So it's 4 marks for stating the conclusion.

And reasons given, yes absolutely.

Adding 9 plus 4, 9 over 4 to both sides is

just completing the square to, to, to, give you perfect squares.

Then we're saying that it factors, which it does.

That's why we added 9 over 4 to both sides.

Now I'm taking square root of both sides.

Absolutely!

Reasons, reasons, reasons. So in terms

of the structure, this is wonderful.

above all I'm going to have to give it a 0,

right, and that's clear, because the thing is plain false.

the question is, you know, what do I give for logical correctness.

Well, first of all we need to identify

the the evidence where the errors occurring, right?

and the errors here. it's in this line.

Because when you check square roots,

then of course there are positive negative square roots that we had.

And in fact, the correct solution is to see that, then,

then, minus on the left hand side the negative root on

the left hand side, minus 1 minus 3 over 2 and

it's a positive root you take on the right hand side

12:27

when you take square roots. So that's what you should have.

In other words, 3 over 2 minus 1 equals 2 minus 3 over

2, in other words, a half. It equals a half.

Okay, so now we dig f, I mean not so. That's nice, the world still exists.

a half is equal to a half, even though one doesn't

equal two.

So the issue here was when your taking

square roots there are two, two possible signs.

And and the one that makes it valid is is is

the negative on the left and the positive on the right.

Okay.

So, this is where the mistake is.

The only question is, do we give partial credit

for the the fact that there's logical correctness everywhere else?

This is a judgement call. I would say that these steps are so simple

it's just ele, very elementary algebra arithmetic.

That's this level I'm not going to give

particular credit for getting these bits right.

And I'm going to say that this is a big mistake.

This is huge.

Okay, when you take square roots you have to take a plus or minus.

That's some mathematical mistake.

Realizing that, that, that not recognizing that you need

to worry about the signs when you check square roots.

So that's a big error for mathematical

points of view, so this grading that I've given it.

Which, which means I'm actually giving 16.

Means I'm giving no points at all, on the mathematical correctness.

13:56

I'm giving lots of credit on everything else.

Now if this was a mathematics course, I wouldn't be using this rubric this way.

I would take account of these, but they would have less weight.

I mean, these have all got the same weight, a maximum

of, of four.

and that's because of this focus of this course is on, on proofs and reasoning.

And, and common communication. And these are important parts of that.

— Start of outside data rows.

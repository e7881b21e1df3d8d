//! ROM validation, load-path construction and loading.

use log::{debug, info};

use crate::bundle;
use crate::config::{AutoLoadMode, SessionConfig};
use crate::device::{DeviceId, DeviceKind};
use crate::entry::BrowserEntry;
use crate::error::{BrowserError, BrowserResult};
use crate::navigator::Browser;
use crate::path::{extension, has_extension, strip_extension, PathBuilder};
use crate::services::Host;

/// Kind of file a path is built for.
#[derive(Debug, Clone, Copy, PartialEq, Eq)]
pub enum ArtifactKind {
    Rom,
    /// Battery-backed RAM snapshot.
    Ram,
    /// Save state.
    State,
    /// Cheat list.
    Cheat,
}

impl ArtifactKind {
    /// Extension appended to save artifacts.
    pub fn extension(self) -> Option<&'static str> {
        match self {
            ArtifactKind::Rom => None,
            ArtifactKind::Ram => Some("sav"),
            ArtifactKind::State => Some("fcs"),
            ArtifactKind::Cheat => Some("cht"),
        }
    }

    /// Configured folder this kind lives in.
    pub fn folder(self, config: &SessionConfig) -> &str {
        match self {
            ArtifactKind::Rom => &config.load_folder,
            ArtifactKind::Ram | ArtifactKind::State => &config.save_folder,
            ArtifactKind::Cheat => &config.cheat_folder,
        }
    }
}

/// Which slot of a save artifact to name.
#[derive(Debug, Clone, Copy, PartialEq, Eq)]
pub enum SaveSlot {
    /// Base name used as is, no extension.
    Verbatim,
    /// `<base>.<ext>`
    Exact,
    /// `<base> Auto.<ext>` when auto-naming is on, else `<base>.<ext>`
    Auto,
    /// `<base> <n>.<ext>`
    Numbered(u32),
}

impl SaveSlot {
    /// Slot from its numeric variant: -1 exact, 0 auto, n>0 numbered,
    /// anything lower verbatim.
    pub fn from_variant(variant: i32) -> Self {
        match variant {
            -1 => SaveSlot::Exact,
            0 => SaveSlot::Auto,
            n if n > 0 => SaveSlot::Numbered(n as u32),
            _ => SaveSlot::Verbatim,
        }
    }
}

/// File name of a save artifact.
pub fn artifact_file_name(
    kind: ArtifactKind,
    base: &str,
    slot: SaveSlot,
    append_auto: bool,
) -> String {
    let Some(ext) = kind.extension() else {
        return base.to_string();
    };
    if kind == ArtifactKind::Cheat {
        return format!("{}.{}", base, ext);
    }
    match slot {
        SaveSlot::Verbatim => base.to_string(),
        SaveSlot::Exact => format!("{}.{}", base, ext),
        SaveSlot::Auto if append_auto => format!("{} Auto.{}", base, ext),
        SaveSlot::Auto => format!("{}.{}", base, ext),
        SaveSlot::Numbered(n) => format!("{} {}.{}", base, n, ext),
    }
}

/// `<device-prefix><folder>/<file>`, bounds-checked and canonical.
pub fn compose_save_path(device: DeviceId, folder: &str, file: &str) -> BrowserResult<String> {
    let mut builder = PathBuilder::new();
    builder.push(device.prefix())?;
    builder.push_dir(folder)?;
    builder.push(file)?;
    Ok(builder.build())
}

/// Outcome of a successful load.
#[derive(Debug, Clone, PartialEq, Eq)]
pub struct LoadedRom {
    /// Entry name as listed.
    pub name: String,
    /// Name without extension, used for save artifacts.
    pub base_name: String,
    /// Size of the image handed to the emulator.
    pub size: usize,
}

impl<H: Host> Browser<H> {
    /// Check that `entry` looks like something the emulator can run.
    ///
    /// Containers are accepted outright. A zip outside archive mode is judged
    /// by the first file inside it.
    pub fn validate_candidate(&mut self, entry: &BrowserEntry) -> BrowserResult<()> {
        if has_extension(&entry.filename, &self.options.container_extensions) {
            return Ok(());
        }

        let mut candidate = entry.filename.clone();
        let is_zip = extension(&entry.filename)
            .map(|ext| ext.eq_ignore_ascii_case("zip"))
            .unwrap_or(false);
        if is_zip && !self.in_archive_mode() {
            let path = match self.entry_path(&entry.filename) {
                Ok(path) => path,
                Err(e) => return Err(self.report(e)),
            };
            candidate = self.host.first_entry_name(&path).unwrap_or_default();
            debug!("{} starts with {:?}", path, candidate);
        }

        if has_extension(&candidate, &self.options.rom_extensions) {
            Ok(())
        } else {
            let err = BrowserError::UnknownFileType(entry.filename.clone());
            Err(self.report(err))
        }
    }

    fn entry_path(&self, name: &str) -> BrowserResult<String> {
        let mut builder = PathBuilder::from_path(&self.state.current_directory)?;
        builder.push(name)?;
        Ok(builder.build())
    }

    /// Path for the selected ROM or one of its save artifacts.
    ///
    /// Save artifacts go to the save device, detected on first use.
    pub fn build_load_path(&mut self, kind: ArtifactKind, slot: SaveSlot) -> BrowserResult<String> {
        if kind == ArtifactKind::Rom {
            let name = match self.state.listing.selected() {
                Some(entry) => entry.filename.clone(),
                None => return Err(BrowserError::LoadFailed("nothing selected".to_string())),
            };
            return self.entry_path(&name).map_err(|e| self.report(e));
        }

        let device = match self.config.save_device {
            Some(device) => device,
            None => self.auto_detect(DeviceKind::Save, true)?,
        };
        let file = artifact_file_name(kind, &self.rom_base_name, slot, self.config.append_auto);
        compose_save_path(device, kind.folder(&self.config), &file).map_err(|e| self.report(e))
    }

    /// Load the selected entry into the emulator.
    ///
    /// On failure the browser stays where it is (an open archive stays
    /// open). On success the listing is cleared and any archive closed.
    pub fn load_selected(&mut self) -> BrowserResult<LoadedRom> {
        let Some(entry) = self.state.listing.selected().cloned() else {
            let err = BrowserError::LoadFailed("nothing selected".to_string());
            return Err(self.report(err));
        };
        if entry.is_directory {
            let err = BrowserError::UnknownFileType(entry.filename);
            return Err(self.report(err));
        }
        self.validate_candidate(&entry)?;

        self.host.show_progress("Loading...");
        let read = self.read_rom(&entry);
        self.host.cancel_progress();
        let mut rom = read.map_err(|e| self.report(e))?;

        // Archive members may carry folders.
        let leaf = entry.filename.rsplit('/').next().unwrap_or(&entry.filename);
        self.rom_base_name = strip_extension(leaf).to_string();
        self.set_last_loaded(&entry.filename);

        self.host.apply(&mut rom);
        if !self.host.load(&rom) {
            let err = BrowserError::LoadFailed(format!("{} was rejected", entry.filename));
            return Err(self.report(err));
        }
        info!("Loaded {} ({} bytes)", entry.filename, rom.len());

        self.restore_auto_artifact();
        self.host.reset();
        self.reset_after_load();

        Ok(LoadedRom {
            name: entry.filename,
            base_name: self.rom_base_name.clone(),
            size: rom.len(),
        })
    }

    fn read_rom(&mut self, entry: &BrowserEntry) -> BrowserResult<Vec<u8>> {
        let load_failed =
            |e: BrowserError| BrowserError::LoadFailed(format!("{}: {}", entry.filename, e));
        let rom = if self.in_archive_mode() {
            self.host.extract(&entry.filename).map_err(load_failed)?
        } else {
            let path = self.build_load_path(ArtifactKind::Rom, SaveSlot::Exact)?;
            // The browser reports the failure itself.
            let mut rom = self
                .host
                .read(&path, 0, self.options.max_rom_size, true)
                .map_err(load_failed)?;
            if !rom.is_empty() && has_extension(&path, &self.options.container_extensions) {
                let found = bundle::unwrap_single(&mut rom)?;
                debug!("Unwrapped {:?} from {}", found.name, path);
            }
            rom
        };

        if rom.is_empty() {
            return Err(BrowserError::LoadFailed(entry.filename.clone()));
        }
        Ok(rom)
    }

    fn restore_auto_artifact(&mut self) {
        let kind = match self.config.auto_load {
            AutoLoadMode::Off => return,
            AutoLoadMode::Ram => ArtifactKind::Ram,
            AutoLoadMode::State => ArtifactKind::State,
        };
        let device = match self.config.save_device {
            Some(device) => Ok(device),
            None => self.auto_detect(DeviceKind::Save, true),
        };
        let path = device.and_then(|device| {
            let base = &self.rom_base_name;
            let file = artifact_file_name(kind, base, SaveSlot::Auto, self.config.append_auto);
            compose_save_path(device, kind.folder(&self.config), &file)
        });
        match path {
            Ok(path) => {
                let restored = self.host.restore(kind, &path);
                debug!("Auto restore {} -> {}", path, restored);
            }
            Err(e) => debug!("Auto restore skipped: {}", e),
        }
    }

    /// Back to the directory baseline after handing a ROM to the emulator.
    fn reset_after_load(&mut self) {
        if let Some(context) = self.state.archive.take() {
            self.host.close();
            self.state.current_directory = context.parent_directory;
        }
        self.state.listing.reset();
    }
}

you know the assumption in this course is that you already can do some mathematics.

and so I'm not really grading you on that.

I'm grading you on mathematical thinking and mathematical communication.

so the zero max here on the mathematics.

Build this formax and everything else. now this is the reason why I did this one.

This is where everything is welded out, but the thing is planned wrong.

So it distinguishes between mathematical correctness and the mathematical thinking,

and the communication, and then writing a proof out correctly.

Having said that, in this case,

it's blatantly obvious that something's gone wrong.

But very often in

mathematics, mathematicians, professional mathematicians

make, make mistakes, buried in proofs.

And because they're professionals, they can usually write things correctly.

We know how, we learn this part of becoming mathematicians.

We learn how to write things out, we give reasons.

So in fact, this, although it looks absurd

here you often find that because mathematicians know how

to lay things out well, results get published

even though they're absolutely wrong, whenever one gets published.

Basically what that means is that the

referee of the journal where it's published,

has graded it and said this is, this is perf this is actually correct.

15:32

So, you know, this is not an unrealistic situation in principal.

When false results get proved.

When false results get proved, when false results

get published, that is, because they've never been proved.

The false results get published when, what's going on then is that the referee

has gone through it and and think, and thought, everything's okay.

Okay, here it's dramatic because the answer's absurd.

And these peyton, they force.

But this is actually a not unrealistic scenario.

And then so, giving a high grade is, isn't, you know, it's not about.

I mean it's, it's, it's, I'm doing this to emphasize

the distinction between the various things we're looking at here.

And this one I think makes it clear.

That there are other issues involved other than, other than logical correctness.

But as I said, if this was a regular mathematics

course, I wouldn't be giving 16 out of out of 24.

In fact, I'm not even sure I'd give any

marks for this, if a student came up for this.

Because it really this is really a big mistake.

Okay?

But within this context, within the context of this course this

is the kind of thing we're looking for in

looking at mathematical thinking and mathematical proofs and communication.

Okay.

There we go!

Well that's the end of the, the problem set questions.

But let me leave you with one more tantalizing little puzzle.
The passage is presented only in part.